I work in PR and have represented quite a few startup fintech companies. What puzzles me is that there are masses of these companies all around the world, yet they all seem to do the exact same thing (p2p payments, digital wallet stuff, transfer money to a business via an app etc.) They also market themselves in exactly the same way. Yet every day I see yet another utterly generic fintech company raise tens of millions of dollars in a funding round to do what every other app does.
I find this puzzling because surely fintech applications should work like a social network, ie it makes sense for everyone to be on the same application, in the same way Twitter works because lots of people are on Twitter.
I used to live in China and everyone there uses either WeChat Pay or AliPay and that’s it, and it works beautifully because everyone in the entire country is plugged into the same system (in China I could literally text money to my friends to pay them back for getting drinks, as well as pay my electric bills in the same manner). I actually had this conversation with a startup founder (although he works in agritech) and he basically said this to me, so I think I’m onto something.

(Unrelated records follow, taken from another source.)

//! Partial-key index.
//!
//! Groups the full keys of one schema by their first `N` characters so a
//! user can fetch a record by typing only the start of its key.

use std::collections::{BTreeMap, BTreeSet};

/// Maps a fixed-length key prefix to the set of full keys sharing it.
///
/// Prefixes are counted in characters, so multi-byte keys never split
/// inside a character. Keys shorter than the prefix length are their own
/// prefix.
///
/// # Example
///
/// ```
/// use schemadb_core::PartialKeyIndex;
///
/// let index = PartialKeyIndex::rebuild(5, ["Alice", "Alicia", "Bob"]);
///
/// assert_eq!(index.lookup("Ali"), vec!["Alice", "Alicia"]);
/// assert_eq!(index.lookup("Alici"), vec!["Alicia"]);
/// assert!(index.lookup("Carol").is_empty());
/// ```
#[derive(Debug, Clone)]
pub struct PartialKeyIndex {
    prefix_len: usize,
    buckets: BTreeMap<String, BTreeSet<String>>,
}

impl PartialKeyIndex {
    /// Creates an empty index. A zero prefix length is treated as one.
    #[must_use]
    pub fn new(prefix_len: usize) -> Self {
        Self {
            prefix_len: prefix_len.max(1),
            buckets: BTreeMap::new(),
        }
    }

    /// Builds an index over `keys` from scratch.
    pub fn rebuild<I, S>(prefix_len: usize, keys: I) -> Self
    where
        I: IntoIterator<Item = S>,
        S: AsRef<str>,
    {
        let mut index = Self::new(prefix_len);
        for key in keys {
            index.insert(key.as_ref());
        }
        index
    }

    /// Prefix length in characters.
    #[must_use]
    pub fn prefix_len(&self) -> usize {
        self.prefix_len
    }

    /// Returns the bucket prefix for `key`.
    #[must_use]
    pub fn prefix_of<'k>(&self, key: &'k str) -> &'k str {
        match key.char_indices().nth(self.prefix_len) {
            Some((end, _)) => &key[..end],
            None => key,
        }
    }

    /// Adds a key. Returns false if it was already present.
    pub fn insert(&mut self, key: &str) -> bool {
        self.buckets
            .entry(self.prefix_of(key).to_string())
            .or_default()
            .insert(key.to_string())
    }

    /// Removes a key. Returns false if it was not present.
    ///
    /// The bucket stays behind even when it becomes empty.
    pub fn remove(&mut self, key: &str) -> bool {
        self.buckets
            .get_mut(self.prefix_of(key))
            .is_some_and(|bucket| bucket.remove(key))
    }

    /// Returns true if `key` is indexed.
    #[must_use]
    pub fn contains(&self, key: &str) -> bool {
        self.buckets
            .get(self.prefix_of(key))
            .is_some_and(|bucket| bucket.contains(key))
    }

    /// Finds every full key starting with `partial`, in sorted order.
    ///
    /// An empty `partial` matches nothing.
    #[must_use]
    pub fn lookup(&self, partial: &str) -> Vec<String> {
        if partial.is_empty() {
            return Vec::new();
        }

        let matches: BTreeSet<&String> = if partial.chars().count() >= self.prefix_len {
            self.buckets
                .get(self.prefix_of(partial))
                .into_iter()
                .flatten()
                .filter(|key| key.starts_with(partial))
                .collect()
        } else {
            self.buckets
                .iter()
                .filter(|(prefix, _)| {
                    prefix.starts_with(partial) || partial.starts_with(prefix.as_str())
                })
                .flat_map(|(_, bucket)| bucket)
                .filter(|key| key.starts_with(partial))
                .collect()
        };

        matches.into_iter().cloned().collect()
    }

    /// Number of indexed keys.
    #[must_use]
    pub fn len(&self) -> usize {
        self.buckets.values().map(BTreeSet::len).sum()
    }

    /// Returns true if no keys are indexed.
    #[must_use]
    pub fn is_empty(&self) -> bool {
        self.buckets.values().all(BTreeSet::is_empty)
    }

    /// Number of buckets, including empty ones.
    #[must_use]
    pub fn bucket_count(&self) -> usize {
        self.buckets.len()
    }

    /// Iterates over all indexed keys in sorted order.
    pub fn keys(&self) -> impl Iterator<Item = &str> {
        self.buckets
            .values()
            .flatten()
            .map(String::as_str)
            .collect::<BTreeSet<_>>()
            .into_iter()
    }

    /// Compares the index against the authoritative key set.
    ///
    /// A key is dangling if the index holds it but `keys` does not, or if it
    /// sits in the wrong bucket. A key is missing if `keys` holds it but the
    /// index cannot find it.
    pub fn verify<I, S>(&self, keys: I) -> IndexReport
    where
        I: IntoIterator<Item = S>,
        S: AsRef<str>,
    {
        let expected: BTreeSet<String> = keys.into_iter().map(|k| k.as_ref().to_string()).collect();
        let mut report = IndexReport::default();

        for (prefix, bucket) in &self.buckets {
            for key in bucket {
                if !expected.contains(key) || self.prefix_of(key) != prefix.as_str() {
                    report.dangling.push(key.clone());
                }
            }
        }
        for key in &expected {
            if !self.contains(key) {
                report.missing.push(key.clone());
            }
        }
        report.dangling.sort();
        report
    }
}

/// Equality ignores empty buckets, so an index maintained incrementally
/// equals one rebuilt from the same keys.
impl PartialEq for PartialKeyIndex {
    fn eq(&self, other: &Self) -> bool {
        let live = |index: &Self| {
            index
                .buckets
                .iter()
                .filter(|(_, bucket)| !bucket.is_empty())
                .map(|(prefix, bucket)| (prefix.clone(), bucket.clone()))
                .collect::<Vec<_>>()
        };
        self.prefix_len == other.prefix_len && live(self) == live(other)
    }
}

impl Eq for PartialKeyIndex {}

/// Result of [`PartialKeyIndex::verify`].
#[derive(Debug, Clone, Default, PartialEq, Eq)]
pub struct IndexReport {
    /// Indexed keys with no record, or filed under the wrong prefix.
    pub dangling: Vec<String>,
    /// Record keys the index cannot find.
    pub missing: Vec<String>,
}

impl IndexReport {
    /// Returns true if no problems were found.
    #[must_use]
    pub fn is_consistent(&self) -> bool {
        self.dangling.is_empty() && self.missing.is_empty()
    }
}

Any insights you have are appreciated.
In: 1421
Fintech is an easy market to make money in. Traditional financial institutions have high margins, so it’s easy to spin up a product with competitive offerings that still pays for itself. And the users are moving and storing money, which inherently makes more money. Unlike a social media app where you have to figure out a way to convert the input (data) into revenue, getting anybody to put money in your neo-bank automatically earns you revenue.
A social media app with 10,000 users probably couldn’t pay for the cloud servers it’s hosted on. But a neo-bank with 10,000 users could generate profit. Let’s say each user deposits $5000 in a savings account. If the neo-bank gives them 4.5% APY, they still get to keep 0.5-1% for themselves at current rates. That nets them up to $500k in revenue from savings accounts alone.
And the fixed costs for a new fintech are low. An actual bank handles all the back-end. The fintech only needs a handful of programmers, a barebones compliance/legal team, and marketing.
And Fintech plays are filling a void in the finance market. Since the crash in 2008, a lot of local/regional banks and credit unions have closed up or have been absorbed into the big banks. Fintechs fill the same niche as credit unions and local banks used to, the small size lets them offer slightly better service, better rates, and innovate faster than Chase and BofA.